▶ _Data to use_:
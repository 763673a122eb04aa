//! Application state owned by the loop: config, world, input, viewport and the
//! pending event queue. One `tick` = drain input, step physics, draw.

use crate::config::GameConfig;
use crate::entities::World;
use crate::error::GameError;
use crate::input::{EventQueue, InputEvent, InputState};
use crate::physics;
use crate::render::{self, Surface};
use crate::viewport::Viewport;

pub struct Game {
    pub config: GameConfig,
    pub world: World,
    pub input: InputState,
    pub viewport: Viewport,
    events: EventQueue,
    frame: u64,
}

impl Game {
    pub fn new(config: GameConfig, window_width: f64, window_height: f64) -> Result<Self, GameError> {
        config.validate()?;
        let viewport = Viewport::fit(
            window_width,
            window_height,
            config.logical_width,
            config.logical_height,
        );
        log::info!(
            "game created: logical {}x{}, canvas {}x{} (scale {:.3})",
            config.logical_width,
            config.logical_height,
            viewport.width,
            viewport.height,
            viewport.scale
        );
        Ok(Self {
            world: World::new(&config),
            input: InputState::new(),
            viewport,
            events: EventQueue::new(),
            frame: 0,
            config,
        })
    }

    pub fn push_event(&mut self, event: InputEvent) {
        self.events.push(event);
    }

    #[cfg(test)]
    fn pending_events(&self) -> usize {
        self.events.len()
    }

    pub fn frame(&self) -> u64 {
        self.frame
    }

    /// Apply queued events in arrival order. Returns true if a resize changed the
    /// viewport.
    pub fn drain_events(&mut self) -> bool {
        if self.events.is_empty() {
            return false;
        }
        log::trace!("frame {}: draining {} input events", self.frame, self.events.len());
        let (w, h) = (self.config.logical_width, self.config.logical_height);
        let mut resized = false;
        while let Some(event) = self.events.pop() {
            if let Some((win_w, win_h)) = self.input.apply(&event, &self.viewport, w, h) {
                let viewport = Viewport::fit(win_w, win_h, w, h);
                if viewport != self.viewport {
                    log::debug!(
                        "viewport {}x{} -> {}x{}",
                        self.viewport.width,
                        self.viewport.height,
                        viewport.width,
                        viewport.height
                    );
                    self.viewport = viewport;
                    resized = true;
                }
            }
        }
        resized
    }

    pub fn apply_viewport<S: Surface + ?Sized>(&self, surface: &mut S) {
        render::apply_viewport(surface, &self.viewport);
    }

    pub fn update(&mut self) {
        physics::step(&mut self.world, &mut self.input, &self.config);
    }

    pub fn render<S: Surface + ?Sized>(&self, surface: &mut S) -> Result<(), GameError> {
        render::draw_frame(surface, &self.world, &self.viewport, &self.config.palette)
    }

    pub fn tick<S: Surface + ?Sized>(&mut self, surface: &mut S) -> Result<(), GameError> {
        if self.drain_events() {
            self.apply_viewport(surface);
        }
        self.update();
        self.frame += 1;
        self.render(surface)
    }
}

▶ _Work task_: Your answer must be the lines from the first line of the records through the line containing "while let Some(event)", copied exactly.

▶ _Exercise output_:
repository 763673a122eb04aa
//! Application state owned by the loop: config, world, input, viewport and the
//! pending event queue. One `tick` = drain input, step physics, draw.

use crate::config::GameConfig;
use crate::entities::World;
use crate::error::GameError;
use crate::input::{EventQueue, InputEvent, InputState};
use crate::physics;
use crate::render::{self, Surface};
use crate::viewport::Viewport;

pub struct Game {
    pub config: GameConfig,
    pub world: World,
    pub input: InputState,
    pub viewport: Viewport,
    events: EventQueue,
    frame: u64,
}

impl Game {
    pub fn new(config: GameConfig, window_width: f64, window_height: f64) -> Result<Self, GameError> {
        config.validate()?;
        let viewport = Viewport::fit(
            window_width,
            window_height,
            config.logical_width,
            config.logical_height,
        );
        log::info!(
            "game created: logical {}x{}, canvas {}x{} (scale {:.3})",
            config.logical_width,
            config.logical_height,
            viewport.width,
            viewport.height,
            viewport.scale
        );
        Ok(Self {
            world: World::new(&config),
            input: InputState::new(),
            viewport,
            events: EventQueue::new(),
            frame: 0,
            config,
        })
    }

    pub fn push_event(&mut self, event: InputEvent) {
        self.events.push(event);
    }

    #[cfg(test)]
    fn pending_events(&self) -> usize {
        self.events.len()
    }

    pub fn frame(&self) -> u64 {
        self.frame
    }

    /// Apply queued events in arrival order. Returns true if a resize changed the
    /// viewport.
    pub fn drain_events(&mut self) -> bool {
        if self.events.is_empty() {
            return false;
        }
        log::trace!("frame {}: draining {} input events", self.frame, self.events.len());
        let (w, h) = (self.config.logical_width, self.config.logical_height);
        let mut resized = false;
        while let Some(event) = self.events.pop() {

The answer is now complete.